_TASK GOAL:_ What is needed here is an exact copy of all the entries below.

_AVAILABLE DATA:_
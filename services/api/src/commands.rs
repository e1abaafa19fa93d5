use crate::infra::{invalid_data, open_service};
use civic_index::config::IccConfig;
use civic_index::error::AppError;
use civic_index::workflows::icc::topics::to_csv_string;
use civic_index::workflows::icc::{
    AssessmentRequest, Rubric, RubricSubmission, Suggestion, TopicContribution,
};
use clap::Args;
use std::fs;
use std::path::PathBuf;

#[derive(Args, Debug)]
pub(crate) struct ScoreArgs {
    /// Name of the person submitting the proposal
    #[arg(long)]
    pub(crate) respondent: String,
    /// Theme used to look up suggested activities
    #[arg(long)]
    pub(crate) topic: String,
    /// Ratings (1-4) in rubric order, comma separated
    #[arg(
        long,
        value_delimiter = ',',
        required_unless_present = "submission",
        conflicts_with = "submission"
    )]
    pub(crate) ratings: Vec<i64>,
    /// Optional weights in rubric order; missing entries use the rubric default
    #[arg(long, value_delimiter = ',', requires = "ratings")]
    pub(crate) weights: Vec<f64>,
    /// JSON file with a `responses` array of {criterion, rating, weight?}
    #[arg(long)]
    pub(crate) submission: Option<PathBuf>,
    /// Emit the report as JSON instead of text
    #[arg(long)]
    pub(crate) json: bool,
}

#[derive(Args, Debug)]
pub(crate) struct SuggestArgs {
    /// Free-text theme, e.g. "reciclagem na escola"
    pub(crate) topic: String,
    /// Emit suggestions as JSON
    #[arg(long)]
    pub(crate) json: bool,
}

#[derive(Args, Debug, Default)]
pub(crate) struct TopicsListArgs {
    /// Export as CSV (topic,keywords,activities)
    #[arg(long)]
    pub(crate) csv: bool,
}

#[derive(Args, Debug)]
pub(crate) struct TopicsAddArgs {
    /// Topic name; stored lower-cased
    #[arg(long)]
    pub(crate) topic: String,
    /// Trigger keywords, comma separated
    #[arg(long, value_delimiter = ',')]
    pub(crate) keywords: Vec<String>,
    /// Suggested activity; repeat for several
    #[arg(long)]
    pub(crate) activity: Vec<String>,
}

#[derive(Args, Debug, Default)]
pub(crate) struct RubricArgs {
    /// Emit the rubric as JSON
    #[arg(long)]
    pub(crate) json: bool,
}

pub(crate) fn run_score(args: ScoreArgs, config: &IccConfig) -> Result<(), AppError> {
    let service = open_service(config)?;
    let request = AssessmentRequest {
        respondent: args.respondent.clone(),
        topic: args.topic.clone(),
        submission: load_submission(&args, service.rubric())?,
    };

    let report = service.assess(request)?;
    if args.json {
        let payload = serde_json::to_string_pretty(&report).map_err(invalid_data)?;
        println!("{payload}");
    } else {
        print!("{}", report.render_text());
    }
    Ok(())
}

pub(crate) fn load_submission(
    args: &ScoreArgs,
    rubric: &Rubric,
) -> Result<RubricSubmission, AppError> {
    match &args.submission {
        Some(path) => {
            let raw = fs::read_to_string(path)?;
            serde_json::from_str(&raw).map_err(|source| AppError::Submission {
                path: path.clone(),
                source,
            })
        }
        None => Ok(RubricSubmission::from_ordered(
            rubric,
            &args.ratings,
            &args.weights,
        )),
    }
}

pub(crate) fn run_suggest(args: SuggestArgs, config: &IccConfig) -> Result<(), AppError> {
    let service = open_service(config)?;
    let suggestions = service.suggest(&args.topic)?;

    if args.json {
        let payload = serde_json::to_string_pretty(&suggestions).map_err(invalid_data)?;
        println!("{payload}");
        return Ok(());
    }

    if suggestions.is_empty() {
        println!("No activities found for '{}'.", args.topic);
    } else {
        println!("Suggested activities for '{}':", args.topic);
        for line in suggestion_lines(&suggestions) {
            println!("{line}");
        }
    }
    Ok(())
}

fn suggestion_lines(suggestions: &[Suggestion]) -> Vec<String> {
    suggestions
        .iter()
        .map(|suggestion| match suggestion.impact {
            Some(impact) => format!(
                "  - {} [{}] impact {:.2}",
                suggestion.activity, suggestion.topic, impact
            ),
            None => format!("  - {} [{}]", suggestion.activity, suggestion.topic),
        })
        .collect()
}

pub(crate) fn run_topics_list(args: TopicsListArgs, config: &IccConfig) -> Result<(), AppError> {
    let service = open_service(config)?;

    if args.csv {
        let csv = to_csv_string(&service.snapshot()?).map_err(std::io::Error::from)?;
        print!("{csv}");
        return Ok(());
    }

    for view in service.topics()? {
        println!("{}", view.topic);
        println!("  keywords: {}", view.keywords.join(", "));
        for activity in &view.activities {
            println!("  - {activity}");
        }
    }
    Ok(())
}

pub(crate) fn run_topics_add(args: TopicsAddArgs, config: &IccConfig) -> Result<(), AppError> {
    let service = open_service(config)?;
    let outcome = service.contribute(TopicContribution {
        topic: args.topic,
        keywords: args.keywords,
        activities: args.activity,
    })?;

    let verb = if outcome.created { "Created" } else { "Updated" };
    println!(
        "{verb} topic '{}' (+{} keywords, +{} activities) in {}",
        outcome.topic,
        outcome.keywords_added,
        outcome.activities_added,
        config.topic_store_path.display()
    );
    Ok(())
}

pub(crate) fn run_rubric(args: RubricArgs, config: &IccConfig) -> Result<(), AppError> {
    let service = open_service(config)?;
    let engine = service.engine();

    if args.json {
        let payload = serde_json::json!({
            "criteria": engine.rubric().criteria(),
            "weight_policy": engine.weight_policy(),
            "rating_policy": engine.rating_policy(),
        });
        let rendered = serde_json::to_string_pretty(&payload).map_err(invalid_data)?;
        println!("{rendered}");
        return Ok(());
    }

    let bounds = engine.weight_policy();
    println!(
        "Weights accepted between {:.1} and {:.1}; ratings: 4 Excelente, 3 Bom, 2 Regular, 1 Insuficiente",
        bounds.min, bounds.max
    );
    for (position, candidate) in service.curation_candidates().iter().enumerate() {
        println!("{:>2}. {}", position + 1, candidate.criterion);
        println!("    curation activity: {}", candidate.activity);
    }
    Ok(())
}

_PROBLEM SOLUTION:_
filename services/api/src/commands.rs
repository e1abaafa19fa93d5
use crate::infra::{invalid_data, open_service};
use civic_index::config::IccConfig;
use civic_index::error::AppError;
use civic_index::workflows::icc::topics::to_csv_string;
use civic_index::workflows::icc::{
    AssessmentRequest, Rubric, RubricSubmission, Suggestion, TopicContribution,
};
use clap::Args;
use std::fs;
use std::path::PathBuf;

#[derive(Args, Debug)]
pub(crate) struct ScoreArgs {
    /// Name of the person submitting the proposal
    #[arg(long)]
    pub(crate) respondent: String,
    /// Theme used to look up suggested activities
    #[arg(long)]
    pub(crate) topic: String,
    /// Ratings (1-4) in rubric order, comma separated
    #[arg(
        long,
        value_delimiter = ',',
        required_unless_present = "submission",
        conflicts_with = "submission"
    )]
    pub(crate) ratings: Vec<i64>,
    /// Optional weights in rubric order; missing entries use the rubric default
    #[arg(long, value_delimiter = ',', requires = "ratings")]
    pub(crate) weights: Vec<f64>,
    /// JSON file with a `responses` array of {criterion, rating, weight?}
    #[arg(long)]
    pub(crate) submission: Option<PathBuf>,
    /// Emit the report as JSON instead of text
    #[arg(long)]
    pub(crate) json: bool,
}

#[derive(Args, Debug)]
pub(crate) struct SuggestArgs {
    /// Free-text theme, e.g. "reciclagem na escola"
    pub(crate) topic: String,
    /// Emit suggestions as JSON
    #[arg(long)]
    pub(crate) json: bool,
}

#[derive(Args, Debug, Default)]
pub(crate) struct TopicsListArgs {
    /// Export as CSV (topic,keywords,activities)
    #[arg(long)]
    pub(crate) csv: bool,
}

#[derive(Args, Debug)]
pub(crate) struct TopicsAddArgs {
    /// Topic name; stored lower-cased
    #[arg(long)]
    pub(crate) topic: String,
    /// Trigger keywords, comma separated
    #[arg(long, value_delimiter = ',')]
    pub(crate) keywords: Vec<String>,
    /// Suggested activity; repeat for several
    #[arg(long)]
    pub(crate) activity: Vec<String>,
}

#[derive(Args, Debug, Default)]
pub(crate) struct RubricArgs {
    /// Emit the rubric as JSON
    #[arg(long)]
    pub(crate) json: bool,
}

pub(crate) fn run_score(args: ScoreArgs, config: &IccConfig) -> Result<(), AppError> {
    let service = open_service(config)?;
    let request = AssessmentRequest {
        respondent: args.respondent.clone(),
        topic: args.topic.clone(),
        submission: load_submission(&args, service.rubric())?,
    };

    let report = service.assess(request)?;
    if args.json {
        let payload = serde_json::to_string_pretty(&report).map_err(invalid_data)?;
        println!("{payload}");
    } else {
        print!("{}", report.render_text());
    }
    Ok(())
}

pub(crate) fn load_submission(
    args: &ScoreArgs,
    rubric: &Rubric,
) -> Result<RubricSubmission, AppError> {
    match &args.submission {
        Some(path) => {
            let raw = fs::read_to_string(path)?;
            serde_json::from_str(&raw).map_err(|source| AppError::Submission {
                path: path.clone(),
                source,
            })
        }
        None => Ok(RubricSubmission::from_ordered(
            rubric,
            &args.ratings,
            &args.weights,
        )),
    }
}

pub(crate) fn run_suggest(args: SuggestArgs, config: &IccConfig) -> Result<(), AppError> {
    let service = open_service(config)?;
    let suggestions = service.suggest(&args.topic)?;

    if args.json {
        let payload = serde_json::to_string_pretty(&suggestions).map_err(invalid_data)?;
        println!("{payload}");
        return Ok(());
    }

    if suggestions.is_empty() {
        println!("No activities found for '{}'.", args.topic);
    } else {
        println!("Suggested activities for '{}':", args.topic);
        for line in suggestion_lines(&suggestions) {
            println!("{line}");
        }
    }
    Ok(())
}

fn suggestion_lines(suggestions: &[Suggestion]) -> Vec<String> {
    suggestions
        .iter()
        .map(|suggestion| match suggestion.impact {
            Some(impact) => format!(
                "  - {} [{}] impact {:.2}",
                suggestion.activity, suggestion.topic, impact
            ),
            None => format!("  - {} [{}]", suggestion.activity, suggestion.topic),
        })
        .collect()
}

pub(crate) fn run_topics_list(args: TopicsListArgs, config: &IccConfig) -> Result<(), AppError> {
    let service = open_service(config)?;

    if args.csv {
        let csv = to_csv_string(&service.snapshot()?).map_err(std::io::Error::from)?;
        print!("{csv}");
        return Ok(());
    }

    for view in service.topics()? {
        println!("{}", view.topic);
        println!("  keywords: {}", view.keywords.join(", "));
        for activity in &view.activities {
            println!("  - {activity}");
        }
    }
    Ok(())
}

pub(crate) fn run_topics_add(args: TopicsAddArgs, config: &IccConfig) -> Result<(), AppError> {
    let service = open_service(config)?;
    let outcome = service.contribute(TopicContribution {
        topic: args.topic,
        keywords: args.keywords,
        activities: args.activity,
    })?;

    let verb = if outcome.created { "Created" } else { "Updated" };
    println!(
        "{verb} topic '{}' (+{} keywords, +{} activities) in {}",
        outcome.topic,
        outcome.keywords_added,
        outcome.activities_added,
        config.topic_store_path.display()
    );
    Ok(())
}

pub(crate) fn run_rubric(args: RubricArgs, config: &IccConfig) -> Result<(), AppError> {
    let service = open_service(config)?;
    let engine = service.engine();

    if args.json {
        let payload = serde_json::json!({
            "criteria": engine.rubric().criteria(),
            "weight_policy": engine.weight_policy(),
            "rating_policy": engine.rating_policy(),
        });
        let rendered = serde_json::to_string_pretty(&payload).map_err(invalid_data)?;
        println!("{rendered}");
        return Ok(());
    }

    let bounds = engine.weight_policy();
    println!(
        "Weights accepted between {:.1} and {:.1}; ratings: 4 Excelente, 3 Bom, 2 Regular, 1 Insuficiente",
        bounds.min, bounds.max
    );
    for (position, candidate) in service.curation_candidates().iter().enumerate() {
        println!("{:>2}. {}", position + 1, candidate.criterion);
        println!("    curation activity: {}", candidate.activity);
    }
    Ok(())
}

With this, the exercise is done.